__Work required__
From the line containing "for agent operations" through the last line of the entries below, repeat each line word for word and leave out the rest.

Collected data entries:
******************************

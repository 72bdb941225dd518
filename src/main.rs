//! # rbfbattle
//!
//! Agent entry point. Startup is strict: a bad configuration, an unreachable
//! node, a missing address table, or a wallet without a usable funding
//! output all abort with a non-zero exit. Once running, the process serves
//! events until killed; per-event errors are logged and swallowed.

use anyhow::Result;
use crossbeam_channel::bounded;
use rbfbattle::address_table::AddressTable;
use rbfbattle::config::Config;
use rbfbattle::engine::{Engine, QUEUE_CAPACITY, WORKER_COUNT};
use rbfbattle::services::{zmq_listener, NodeApi, NodeClient};
use rbfbattle::tx_record::TxRecord;
use std::sync::Arc;
use tokio::task;
use tracing::info;
use tracing_subscriber::EnvFilter;

#[tokio::main]
async fn main() -> Result<()> {
    tracing_subscriber::fmt()
        .with_env_filter(EnvFilter::try_from_default_env().unwrap_or_else(|_| EnvFilter::new("info")))
        .with_writer(std::io::stderr)
        .init();

    let config = Config::load()?;
    info!(
        chain = %config.network,
        destination = %config.destination_address,
        "starting rbfbattle"
    );

    let node = Arc::new(NodeClient::connect(&config)?);

    let addresses = AddressTable::load(&config.address_file)?;
    let zmq_endpoint = config.zmq_endpoint.clone();
    let engine = Arc::new(Engine::new(
        config,
        Arc::clone(&node) as Arc<dyn NodeApi>,
        addresses,
    ));

    // Refuse to run without a confirmed output to fund replacements with.
    engine.funding_utxo()?;

    let (sender, receiver) = bounded::<TxRecord>(QUEUE_CAPACITY);
    for _ in 0..WORKER_COUNT {
        let engine = Arc::clone(&engine);
        let receiver = receiver.clone();
        task::spawn_blocking(move || {
            while let Ok(record) = receiver.recv() {
                engine.process_transaction(&record);
            }
        });
    }
    drop(receiver);

    let listener = task::spawn_blocking(move || zmq_listener::run(&zmq_endpoint, node, sender));
    listener.await??;
    Ok(())
}
//! # Error Types
//!
//! This module provides the error handling for the battle engine, signing,
//! and node communication layers.

use thiserror::Error;

/// Main error type for all agent operations
#[derive(Debug, Error)]
pub enum BattleError {
    /// Configuration errors during startup
    #[error("configuration error: {message}")]
    Configuration { message: String },

    /// Bitcoin RPC communication failures
    #[error("RPC communication failed: {source}")]
    Rpc {
        #[from]
        source: bitcoincore_rpc::Error,
    },

    /// ZMQ notification transport failures
    #[error("ZMQ transport error: {source}")]
    Zmq {
        #[from]
        source: zmq::Error,
    },

    /// Address table parsing errors
    #[error("address table error: {message}")]
    AddressTable { message: String },

    /// CSV reading and writing errors
    #[error("CSV processing error: {source}")]
    Csv {
        #[from]
        source: csv::Error,
    },

    /// File I/O operations
    #[error("file operation failed: {source}")]
    Io {
        #[from]
        source: std::io::Error,
    },

    /// Private key material that does not decode to a valid secp256k1 scalar
    #[error("invalid private key: {message}")]
    BadPrivateKey { message: String },

    /// Previous output script that is none of the four supported classes
    #[error("unsupported script class: {script}")]
    UnsupportedScript { script: String },

    /// P2PKH hash matching neither the compressed nor the uncompressed key
    #[error("public key hash does not match either compressed or uncompressed key")]
    HashMismatch,

    /// Errors during transaction construction, signing, or broadcast
    #[error("transaction error: {message}")]
    Transaction { message: String },

    /// The wallet holds no confirmed spendable output inside the funding bounds
    #[error(
        "no usable utxo in wallet. make sure that the correct wallet is loaded and \
         that you have at least one confirmed utxo with value between 0.00001 BTC and 500.1 BTC"
    )]
    NoUsableUtxo,
}

/// Result type alias for agent operations
pub type BattleResult<T> = Result<T, BattleError>;

impl BattleError {
    /// Create a configuration error with a message
    pub fn config(message: impl Into<String>) -> Self {
        Self::Configuration {
            message: message.into(),
        }
    }

    /// Create a transaction error with a message
    pub fn transaction(message: impl Into<String>) -> Self {
        Self::Transaction {
            message: message.into(),
        }
    }

    /// Create an address table error with a message
    pub fn address_table(message: impl Into<String>) -> Self {
        Self::AddressTable {
            message: message.into(),
        }
    }

    /// Create a bad-private-key error with a message
    pub fn bad_key(message: impl Into<String>) -> Self {
        Self::BadPrivateKey {
            message: message.into(),
        }
    }
}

******************************

__Answer space__
/// Result type alias for agent operations
pub type BattleResult<T> = Result<T, BattleError>;

impl BattleError {
    /// Create a configuration error with a message
    pub fn config(message: impl Into<String>) -> Self {
        Self::Configuration {
            message: message.into(),
        }
    }

    /// Create a transaction error with a message
    pub fn transaction(message: impl Into<String>) -> Self {
        Self::Transaction {
            message: message.into(),
        }
    }

    /// Create an address table error with a message
    pub fn address_table(message: impl Into<String>) -> Self {
        Self::AddressTable {
            message: message.into(),
        }
    }

    /// Create a bad-private-key error with a message
    pub fn bad_key(message: impl Into<String>) -> Self {
        Self::BadPrivateKey {
            message: message.into(),
        }
    }
}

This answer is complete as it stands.